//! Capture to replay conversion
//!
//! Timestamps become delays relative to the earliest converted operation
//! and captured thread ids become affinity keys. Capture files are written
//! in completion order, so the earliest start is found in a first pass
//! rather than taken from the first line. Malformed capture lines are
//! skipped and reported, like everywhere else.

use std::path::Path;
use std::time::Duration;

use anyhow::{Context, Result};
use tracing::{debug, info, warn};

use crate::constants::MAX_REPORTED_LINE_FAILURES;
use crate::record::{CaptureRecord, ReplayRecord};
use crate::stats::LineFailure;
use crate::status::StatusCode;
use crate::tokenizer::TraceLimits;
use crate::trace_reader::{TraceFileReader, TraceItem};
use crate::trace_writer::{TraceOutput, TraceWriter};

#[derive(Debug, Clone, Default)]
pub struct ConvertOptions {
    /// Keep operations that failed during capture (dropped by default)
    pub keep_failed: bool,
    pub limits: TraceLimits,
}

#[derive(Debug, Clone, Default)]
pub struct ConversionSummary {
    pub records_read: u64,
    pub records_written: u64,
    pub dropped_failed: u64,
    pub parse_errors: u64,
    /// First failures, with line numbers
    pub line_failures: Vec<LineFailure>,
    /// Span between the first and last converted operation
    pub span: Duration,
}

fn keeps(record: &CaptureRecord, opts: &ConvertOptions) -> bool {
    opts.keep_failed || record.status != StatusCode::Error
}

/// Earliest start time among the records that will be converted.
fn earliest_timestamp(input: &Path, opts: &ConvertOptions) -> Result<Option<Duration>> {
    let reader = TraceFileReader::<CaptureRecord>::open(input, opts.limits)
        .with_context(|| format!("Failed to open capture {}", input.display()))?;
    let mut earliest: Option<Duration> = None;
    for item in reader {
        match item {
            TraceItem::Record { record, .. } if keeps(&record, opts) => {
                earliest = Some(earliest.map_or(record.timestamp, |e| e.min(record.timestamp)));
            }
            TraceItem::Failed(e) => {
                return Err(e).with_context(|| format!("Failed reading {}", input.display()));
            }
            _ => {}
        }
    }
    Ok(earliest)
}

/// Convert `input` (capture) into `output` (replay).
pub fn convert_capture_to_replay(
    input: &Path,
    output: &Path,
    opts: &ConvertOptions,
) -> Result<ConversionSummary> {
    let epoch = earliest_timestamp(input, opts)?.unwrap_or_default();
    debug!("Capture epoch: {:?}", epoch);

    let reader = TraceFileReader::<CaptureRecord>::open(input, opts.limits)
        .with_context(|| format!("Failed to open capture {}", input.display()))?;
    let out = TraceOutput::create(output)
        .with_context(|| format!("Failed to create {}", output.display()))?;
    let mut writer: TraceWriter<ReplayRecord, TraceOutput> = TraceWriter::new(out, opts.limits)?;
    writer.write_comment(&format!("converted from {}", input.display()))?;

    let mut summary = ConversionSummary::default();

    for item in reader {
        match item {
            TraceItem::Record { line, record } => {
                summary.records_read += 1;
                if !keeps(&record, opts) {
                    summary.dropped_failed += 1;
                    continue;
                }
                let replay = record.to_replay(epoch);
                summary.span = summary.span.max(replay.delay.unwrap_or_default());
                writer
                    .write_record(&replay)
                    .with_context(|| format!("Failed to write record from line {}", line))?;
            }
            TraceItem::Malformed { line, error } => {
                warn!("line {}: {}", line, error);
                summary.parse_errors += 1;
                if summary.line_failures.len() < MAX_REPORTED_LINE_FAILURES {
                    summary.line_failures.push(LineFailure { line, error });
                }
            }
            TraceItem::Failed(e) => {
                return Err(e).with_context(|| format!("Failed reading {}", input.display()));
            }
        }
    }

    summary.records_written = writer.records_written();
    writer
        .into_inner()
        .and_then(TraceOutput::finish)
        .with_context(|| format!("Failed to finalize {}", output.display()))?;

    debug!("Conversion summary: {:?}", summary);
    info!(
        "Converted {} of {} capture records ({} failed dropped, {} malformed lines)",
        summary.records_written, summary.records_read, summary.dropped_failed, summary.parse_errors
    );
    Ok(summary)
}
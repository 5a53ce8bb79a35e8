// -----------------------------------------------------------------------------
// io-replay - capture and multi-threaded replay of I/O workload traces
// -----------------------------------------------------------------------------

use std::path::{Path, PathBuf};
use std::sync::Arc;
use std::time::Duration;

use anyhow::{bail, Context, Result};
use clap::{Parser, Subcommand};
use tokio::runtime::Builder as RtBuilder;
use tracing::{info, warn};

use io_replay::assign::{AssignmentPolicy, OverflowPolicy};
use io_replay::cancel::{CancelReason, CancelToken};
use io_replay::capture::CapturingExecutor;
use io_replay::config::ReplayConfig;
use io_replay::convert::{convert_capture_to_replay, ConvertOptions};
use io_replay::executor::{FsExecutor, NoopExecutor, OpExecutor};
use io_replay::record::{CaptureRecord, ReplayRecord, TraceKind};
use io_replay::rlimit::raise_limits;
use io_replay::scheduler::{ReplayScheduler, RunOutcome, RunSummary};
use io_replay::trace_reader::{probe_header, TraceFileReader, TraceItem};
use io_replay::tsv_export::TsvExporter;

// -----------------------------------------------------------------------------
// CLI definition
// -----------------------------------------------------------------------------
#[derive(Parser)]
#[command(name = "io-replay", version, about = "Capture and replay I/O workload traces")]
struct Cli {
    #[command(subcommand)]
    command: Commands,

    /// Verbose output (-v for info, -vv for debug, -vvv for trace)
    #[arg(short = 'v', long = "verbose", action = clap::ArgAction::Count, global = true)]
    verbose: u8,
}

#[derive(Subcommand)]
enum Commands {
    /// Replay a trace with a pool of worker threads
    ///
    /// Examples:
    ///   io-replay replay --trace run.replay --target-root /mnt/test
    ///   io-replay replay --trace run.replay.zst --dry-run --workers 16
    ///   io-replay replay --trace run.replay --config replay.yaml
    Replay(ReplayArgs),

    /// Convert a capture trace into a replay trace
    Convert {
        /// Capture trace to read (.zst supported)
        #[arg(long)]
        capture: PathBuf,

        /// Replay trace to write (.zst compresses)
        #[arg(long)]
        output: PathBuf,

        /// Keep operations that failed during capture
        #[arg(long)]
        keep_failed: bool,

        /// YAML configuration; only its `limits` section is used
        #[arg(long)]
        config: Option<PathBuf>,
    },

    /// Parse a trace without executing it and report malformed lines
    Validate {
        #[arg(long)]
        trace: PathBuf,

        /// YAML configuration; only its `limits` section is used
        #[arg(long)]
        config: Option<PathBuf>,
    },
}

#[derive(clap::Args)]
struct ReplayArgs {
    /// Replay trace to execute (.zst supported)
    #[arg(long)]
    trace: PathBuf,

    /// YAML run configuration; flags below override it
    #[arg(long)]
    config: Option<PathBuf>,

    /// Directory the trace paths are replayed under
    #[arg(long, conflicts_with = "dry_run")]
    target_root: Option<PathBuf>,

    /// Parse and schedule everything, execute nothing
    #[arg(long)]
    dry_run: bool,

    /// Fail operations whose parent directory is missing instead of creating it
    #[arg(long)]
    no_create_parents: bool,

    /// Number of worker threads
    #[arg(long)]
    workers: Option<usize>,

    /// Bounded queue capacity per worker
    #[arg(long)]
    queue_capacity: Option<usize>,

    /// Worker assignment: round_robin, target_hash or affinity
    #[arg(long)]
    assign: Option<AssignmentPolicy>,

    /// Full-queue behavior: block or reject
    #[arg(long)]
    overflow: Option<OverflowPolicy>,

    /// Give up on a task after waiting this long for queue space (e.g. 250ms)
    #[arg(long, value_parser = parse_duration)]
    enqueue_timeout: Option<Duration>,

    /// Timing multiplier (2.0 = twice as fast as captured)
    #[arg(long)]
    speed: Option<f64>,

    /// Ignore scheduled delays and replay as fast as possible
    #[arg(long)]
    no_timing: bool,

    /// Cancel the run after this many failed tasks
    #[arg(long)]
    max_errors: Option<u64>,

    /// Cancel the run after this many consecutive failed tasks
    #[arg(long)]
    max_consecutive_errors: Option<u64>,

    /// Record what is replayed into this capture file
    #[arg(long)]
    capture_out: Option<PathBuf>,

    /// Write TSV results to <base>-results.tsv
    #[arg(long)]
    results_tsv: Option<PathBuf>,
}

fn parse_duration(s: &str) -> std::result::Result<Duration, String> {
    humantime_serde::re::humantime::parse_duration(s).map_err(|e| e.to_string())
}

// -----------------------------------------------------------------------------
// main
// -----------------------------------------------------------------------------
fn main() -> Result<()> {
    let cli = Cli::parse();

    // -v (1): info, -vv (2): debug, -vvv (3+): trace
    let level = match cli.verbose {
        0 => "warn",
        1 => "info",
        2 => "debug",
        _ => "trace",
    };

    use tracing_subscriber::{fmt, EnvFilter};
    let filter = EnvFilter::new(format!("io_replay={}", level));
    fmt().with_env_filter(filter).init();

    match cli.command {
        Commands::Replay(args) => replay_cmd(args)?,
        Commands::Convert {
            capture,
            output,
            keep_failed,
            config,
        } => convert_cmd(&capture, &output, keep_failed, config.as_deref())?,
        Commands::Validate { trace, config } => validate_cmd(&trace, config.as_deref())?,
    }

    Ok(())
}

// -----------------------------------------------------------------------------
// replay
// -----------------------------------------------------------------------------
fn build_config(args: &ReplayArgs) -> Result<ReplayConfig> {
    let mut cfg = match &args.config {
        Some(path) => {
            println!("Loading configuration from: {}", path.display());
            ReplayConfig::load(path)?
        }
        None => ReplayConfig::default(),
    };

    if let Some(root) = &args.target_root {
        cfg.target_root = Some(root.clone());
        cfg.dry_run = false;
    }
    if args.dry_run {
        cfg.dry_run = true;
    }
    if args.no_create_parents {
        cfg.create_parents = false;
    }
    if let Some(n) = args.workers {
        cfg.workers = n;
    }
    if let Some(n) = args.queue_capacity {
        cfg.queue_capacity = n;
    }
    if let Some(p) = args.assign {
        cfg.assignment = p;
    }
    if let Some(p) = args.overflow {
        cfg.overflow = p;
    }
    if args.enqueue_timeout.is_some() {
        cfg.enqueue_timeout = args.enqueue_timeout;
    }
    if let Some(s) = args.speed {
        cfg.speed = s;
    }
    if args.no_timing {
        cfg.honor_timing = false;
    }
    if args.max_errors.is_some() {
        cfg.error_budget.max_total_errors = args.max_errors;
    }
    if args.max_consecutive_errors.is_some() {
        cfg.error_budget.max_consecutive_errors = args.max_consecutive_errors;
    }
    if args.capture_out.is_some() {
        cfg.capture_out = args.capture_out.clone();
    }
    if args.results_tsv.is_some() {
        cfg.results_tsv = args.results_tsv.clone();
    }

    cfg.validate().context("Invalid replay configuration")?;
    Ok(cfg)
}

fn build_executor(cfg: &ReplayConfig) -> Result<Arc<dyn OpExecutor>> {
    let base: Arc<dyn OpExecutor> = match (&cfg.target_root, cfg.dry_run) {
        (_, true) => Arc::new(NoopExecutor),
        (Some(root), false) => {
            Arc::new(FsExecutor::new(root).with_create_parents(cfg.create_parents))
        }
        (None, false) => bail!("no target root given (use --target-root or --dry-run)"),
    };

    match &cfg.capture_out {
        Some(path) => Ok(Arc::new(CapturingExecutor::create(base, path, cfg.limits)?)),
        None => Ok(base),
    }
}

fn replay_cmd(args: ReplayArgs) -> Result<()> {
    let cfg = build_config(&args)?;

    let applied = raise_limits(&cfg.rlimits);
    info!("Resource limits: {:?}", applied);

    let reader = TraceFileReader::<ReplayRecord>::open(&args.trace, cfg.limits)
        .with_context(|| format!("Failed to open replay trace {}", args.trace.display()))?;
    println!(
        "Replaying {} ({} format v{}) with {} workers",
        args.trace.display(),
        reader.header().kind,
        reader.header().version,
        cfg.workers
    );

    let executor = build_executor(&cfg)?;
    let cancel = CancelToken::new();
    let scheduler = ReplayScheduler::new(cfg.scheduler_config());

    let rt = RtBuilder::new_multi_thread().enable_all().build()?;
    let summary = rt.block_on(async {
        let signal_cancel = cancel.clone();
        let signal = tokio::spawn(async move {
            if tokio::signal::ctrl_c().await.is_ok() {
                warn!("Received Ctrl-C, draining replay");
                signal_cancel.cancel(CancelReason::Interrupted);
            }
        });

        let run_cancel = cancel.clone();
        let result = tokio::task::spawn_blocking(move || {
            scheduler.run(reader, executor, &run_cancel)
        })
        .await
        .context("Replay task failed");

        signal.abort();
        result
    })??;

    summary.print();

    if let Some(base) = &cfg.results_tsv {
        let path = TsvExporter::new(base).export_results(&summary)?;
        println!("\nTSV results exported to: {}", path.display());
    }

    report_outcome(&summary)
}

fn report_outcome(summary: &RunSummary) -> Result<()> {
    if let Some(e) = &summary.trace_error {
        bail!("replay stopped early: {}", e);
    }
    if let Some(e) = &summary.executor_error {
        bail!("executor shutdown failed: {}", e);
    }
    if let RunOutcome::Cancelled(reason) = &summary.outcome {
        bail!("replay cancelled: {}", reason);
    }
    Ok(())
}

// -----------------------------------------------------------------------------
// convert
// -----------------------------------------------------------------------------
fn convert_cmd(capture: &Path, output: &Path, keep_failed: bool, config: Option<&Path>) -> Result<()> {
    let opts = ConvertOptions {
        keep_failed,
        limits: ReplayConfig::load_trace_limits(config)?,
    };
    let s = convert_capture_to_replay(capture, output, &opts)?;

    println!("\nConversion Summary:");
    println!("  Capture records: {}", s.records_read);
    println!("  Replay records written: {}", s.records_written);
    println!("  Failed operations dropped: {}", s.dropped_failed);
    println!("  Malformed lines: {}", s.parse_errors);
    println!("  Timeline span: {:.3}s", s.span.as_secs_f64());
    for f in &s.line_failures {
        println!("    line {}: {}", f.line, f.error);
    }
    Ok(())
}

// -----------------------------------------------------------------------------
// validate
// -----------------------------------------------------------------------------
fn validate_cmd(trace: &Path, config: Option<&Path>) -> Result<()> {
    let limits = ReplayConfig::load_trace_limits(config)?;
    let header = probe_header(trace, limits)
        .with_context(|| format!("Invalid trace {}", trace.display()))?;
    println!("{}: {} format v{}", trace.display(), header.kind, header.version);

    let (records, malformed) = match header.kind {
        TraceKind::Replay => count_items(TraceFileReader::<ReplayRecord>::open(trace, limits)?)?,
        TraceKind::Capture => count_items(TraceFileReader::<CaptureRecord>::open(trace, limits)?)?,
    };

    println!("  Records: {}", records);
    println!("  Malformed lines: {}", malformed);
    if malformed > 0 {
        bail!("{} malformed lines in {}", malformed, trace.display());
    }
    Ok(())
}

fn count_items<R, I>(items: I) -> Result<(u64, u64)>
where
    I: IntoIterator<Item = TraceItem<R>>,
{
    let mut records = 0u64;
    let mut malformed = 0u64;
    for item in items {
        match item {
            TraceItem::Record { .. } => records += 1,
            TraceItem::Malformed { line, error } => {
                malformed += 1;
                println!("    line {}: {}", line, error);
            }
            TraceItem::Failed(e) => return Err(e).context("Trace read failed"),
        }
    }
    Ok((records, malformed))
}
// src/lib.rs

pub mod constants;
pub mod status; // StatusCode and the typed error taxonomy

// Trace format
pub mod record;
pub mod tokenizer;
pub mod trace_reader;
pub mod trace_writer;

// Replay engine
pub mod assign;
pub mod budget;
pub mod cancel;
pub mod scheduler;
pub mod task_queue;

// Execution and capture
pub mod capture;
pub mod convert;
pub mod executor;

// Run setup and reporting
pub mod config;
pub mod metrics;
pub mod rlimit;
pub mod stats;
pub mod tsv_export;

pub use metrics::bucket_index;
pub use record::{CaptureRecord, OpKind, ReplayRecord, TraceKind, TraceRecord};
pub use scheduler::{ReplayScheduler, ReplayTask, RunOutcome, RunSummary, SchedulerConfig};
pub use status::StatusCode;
——————————
(What is required): Answer with the number alone: how many lines in the records include the word "usize"?

(Worked solution): 2